“Have you never wanted it cleared up?”
“No.”
“You’ve always been willing to take me on trust?”
“Yes.”
“And I appreciate it. But now I’m going to tell you how I happened to come to you, a broken and ruined man.”
“Think it over, Strong,” advised Mr. Clyde. “Don’t speak now. Not that it would make any difference to me. I know you. If you were to tell me that you had committed homicide, I’d believe that it was a necessary and justifiable homicide.”
“Suicide, rather,” returned the other with a mirthless laugh; “professional suicide. I’ll speak now, if you don’t object.”
“Go ahead, then, if it will ease your mind.”

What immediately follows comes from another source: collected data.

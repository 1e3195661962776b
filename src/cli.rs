//! Command-line interface definition for leakdex
//!
//! Provides argument parsing for the curation subcommands.

use clap::{Args, Parser, Subcommand};
use std::path::PathBuf;

use crate::normalize::DumpFormat;
use crate::record::KeyField;

/// Credential-leak corpus curator
///
/// Normalize raw dumps, deduplicate at scale, index by key, sort under a
/// memory ceiling, and search the result by exact key lookup.
#[derive(Parser, Debug, Clone)]
#[command(
    name = "leakdex",
    version,
    about = "Credential-leak corpus curator",
    long_about = r#"
Curate massive plaintext credential-leak corpora into a deduplicated,
indexed, searchable dataset.

EXAMPLES:
    # Normalize a directory of colon-separated dumps
    leakdex normalize -t dumps/ -f colon-newline -o leaks.json -r

    # Deduplicate via an 8GB bloom filter
    leakdex bloom -j leaks.json -o clean.json

    # Build and sort an email index
    leakdex index -j clean.json -o email-unsorted.idx -k email
    leakdex sort -i email-unsorted.idx -o email.idx

    # Search it
    leakdex search -i email.idx -j clean.json -k email -v alice@example.com

    # Or run the whole pipeline from a config file
    leakdex auto -g > leakdex.json
    leakdex auto -c leakdex.json
"#
)]
pub struct Cli {
    /// Quiet mode - minimal output
    #[arg(short, long, global = true, default_value_t = false)]
    pub quiet: bool,

    /// Verbose mode - detailed logging
    #[arg(long, global = true, default_value_t = false)]
    pub verbose: bool,

    /// Invoked with no subcommand, the root runs the full pipeline.
    #[command(flatten)]
    pub auto: AutoArgs,

    #[command(subcommand)]
    pub command: Option<Command>,
}

#[derive(Subcommand, Debug, Clone)]
pub enum Command {
    /// Normalize raw credential dumps into canonical JSON-lines records
    Normalize(NormalizeArgs),
    /// Deduplicate a record stream via a bloom filter
    Bloom(BloomArgs),
    /// Index a record store by key into unsorted shard files
    Index(IndexArgs),
    /// Externally sort index shards under a memory ceiling
    Sort(SortArgs),
    /// Search a sorted index by exact key value
    Search(SearchArgs),
    /// Run normalize -> dedup -> index -> sort as one pipeline
    Auto(AutoArgs),
}

#[derive(Args, Debug, Clone)]
pub struct NormalizeArgs {
    /// Input dump file or directory
    #[arg(short, long, value_name = "PATH")]
    pub target: PathBuf,

    /// Dump line format
    #[arg(short, long, value_enum)]
    pub format: DumpFormat,

    /// Output record store
    #[arg(short, long, value_name = "FILE")]
    pub output: PathBuf,

    /// Recurse into subdirectories
    #[arg(short, long, default_value_t = false)]
    pub recursive: bool,

    /// Skip files whose name starts with this prefix
    #[arg(long, value_name = "PREFIX")]
    pub skip_prefix: Option<String>,

    /// Skip files whose name ends with this suffix
    #[arg(long, value_name = "SUFFIX")]
    pub skip_suffix: Option<String>,

    /// Append to the output instead of truncating it
    #[arg(short, long, default_value_t = false)]
    pub append: bool,
}

#[derive(Args, Debug, Clone)]
pub struct BloomArgs {
    /// Input record store (JSON lines)
    #[arg(short, long, value_name = "FILE")]
    pub json: PathBuf,

    /// Output deduplicated record store
    #[arg(short, long, value_name = "FILE")]
    pub output: PathBuf,

    /// Append to the output instead of truncating it
    #[arg(short, long, default_value_t = false)]
    pub append: bool,

    /// Number of bloom workers (more than 1 makes output order nondeterministic)
    #[arg(short, long, value_name = "NUM", default_value_t = 1)]
    pub workers: usize,

    /// Bloom filter size in GB
    #[arg(short = 's', long, value_name = "GB", default_value_t = 8.0)]
    pub filter_size: f64,

    /// Number of bloom filter hash probes
    #[arg(short = 'f', long, value_name = "NUM", default_value_t = 14)]
    pub filter_hashes: u32,

    /// Load a previously saved bloom filter
    #[arg(short = 'L', long, value_name = "FILE")]
    pub filter_load: Option<PathBuf>,

    /// Save the bloom filter when done
    #[arg(short = 'S', long, value_name = "FILE")]
    pub filter_save: Option<PathBuf>,
}

#[derive(Args, Debug, Clone)]
pub struct IndexArgs {
    /// Input record store (JSON lines)
    #[arg(short, long, value_name = "FILE")]
    pub json: PathBuf,

    /// Output index file
    #[arg(short, long, value_name = "FILE", default_value = "leakdex.idx")]
    pub output: PathBuf,

    /// Number of index workers
    #[arg(short, long, value_name = "NUM", default_value_t = num_cpus::get())]
    pub workers: usize,

    /// Record field to index by
    #[arg(short, long, value_enum, default_value_t = KeyField::Email)]
    pub key: KeyField,

    /// Directory for temporary shard and run files (default: output's directory)
    #[arg(short = 'T', long, value_name = "DIR")]
    pub temp: Option<PathBuf>,

    /// Keep temporary files after the run
    #[arg(short = 'N', long, default_value_t = false)]
    pub no_cleanup: bool,
}

#[derive(Args, Debug, Clone)]
pub struct SortArgs {
    /// Unsorted index file(s)
    #[arg(short, long, value_name = "FILE", required = true, num_args = 1..)]
    pub index: Vec<PathBuf>,

    /// Output sorted index file
    #[arg(short, long, value_name = "FILE")]
    pub output: PathBuf,

    /// Number of sort workers
    #[arg(short, long, value_name = "NUM", default_value_t = num_cpus::get())]
    pub workers: usize,

    /// Advisory memory ceiling in MB
    #[arg(short, long, value_name = "MB", default_value_t = 1024)]
    pub max_memory: u64,

    /// Directory for temporary run files (default: output's directory)
    #[arg(short = 'T', long, value_name = "DIR")]
    pub temp: Option<PathBuf>,

    /// Keep temporary run files after the merge
    #[arg(short = 'N', long, default_value_t = false)]
    pub no_cleanup: bool,

    /// Verify key order and entry count after sorting
    #[arg(short, long, default_value_t = false)]
    pub check: bool,
}

#[derive(Args, Debug, Clone)]
pub struct SearchArgs {
    /// Sorted index file
    #[arg(short, long, value_name = "FILE")]
    pub index: PathBuf,

    /// Record store the index references
    #[arg(short, long, value_name = "FILE")]
    pub json: PathBuf,

    /// Value to search for
    #[arg(short, long, value_name = "VALUE")]
    pub value: String,

    /// Record field the index was built on
    #[arg(short, long, value_enum, default_value_t = KeyField::Email)]
    pub key: KeyField,
}

/// Flags mirror the configuration file; `--conf` takes precedence over
/// the individual flags when both are given.
#[derive(Args, Debug, Clone)]
pub struct AutoArgs {
    /// Pipeline configuration file
    #[arg(short, long, value_name = "FILE")]
    pub conf: Option<PathBuf>,

    /// Print a template configuration and exit
    #[arg(short, long, default_value_t = false)]
    pub generate: bool,

    /// Input record store (JSON lines)
    #[arg(short, long, value_name = "FILE")]
    pub json: Option<PathBuf>,

    /// Output directory for the deduped store and sorted indexes
    #[arg(short, long, value_name = "DIR")]
    pub output: Option<PathBuf>,

    /// Record fields to index by
    #[arg(short, long, value_enum, value_delimiter = ',', default_values_t = [KeyField::User, KeyField::Email])]
    pub keys: Vec<KeyField>,

    /// Number of bloom workers
    #[arg(long, value_name = "NUM", default_value_t = 1)]
    pub workers_bloom: usize,

    /// Number of index workers per key
    #[arg(long, value_name = "NUM", default_value_t = num_cpus::get())]
    pub workers_index: usize,

    /// Number of sort workers
    #[arg(long, value_name = "NUM", default_value_t = num_cpus::get())]
    pub workers_sort: usize,

    /// Bloom filter size in GB
    #[arg(short = 's', long, value_name = "GB", default_value_t = 8.0)]
    pub filter_size: f64,

    /// Number of bloom filter hash probes
    #[arg(short = 'f', long, value_name = "NUM", default_value_t = 14)]
    pub filter_hashes: u32,

    /// Load a previously saved bloom filter
    #[arg(short = 'L', long, value_name = "FILE")]
    pub filter_load: Option<PathBuf>,

    /// Save the bloom filter when done
    #[arg(short = 'S', long, value_name = "FILE")]
    pub filter_save: Option<PathBuf>,

    /// Advisory sort memory ceiling in MB
    #[arg(short, long, value_name = "MB", default_value_t = 1024)]
    pub max_memory: u64,

    /// Directory for temporary shard and run files (default: output dir)
    #[arg(short = 'T', long, value_name = "DIR")]
    pub temp: Option<PathBuf>,

    /// Keep temporary files after the run
    #[arg(short = 'N', long, default_value_t = false)]
    pub no_cleanup: bool,

    /// Verify key order and entry count after each sort
    #[arg(long, default_value_t = false)]
    pub check: bool,
}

“I’m a lawbreaker, Clyde. I did, years ago, what you thought Emery should have done. I deliberately violated the profession’s Ban of Silence. The man was my patient, in the city where I had built up a good high-class practice. He had contracted gonorrhoea and I had treated him for a year. The infection seemed to be rooted out. But I knew the danger, and when he told me that he was engaged to be married, to a girl of my own set and a valued friend, I was horror-stricken. I pleaded, argued, and finally threatened. It was no use. He was the spoiled child of a wealthy family, impatient of any thwarting. One day the suspicions of the girl’s mother were aroused. She came to me in deep distress. I told her the truth. The engagement was broken. The man did not bring suit against me, but his family used their financial and social power to persecute and finally drive me out of the city, a nervous wreck. That’s my history.”
“You could have protected yourself by telling the true facts,” suggested Clyde. .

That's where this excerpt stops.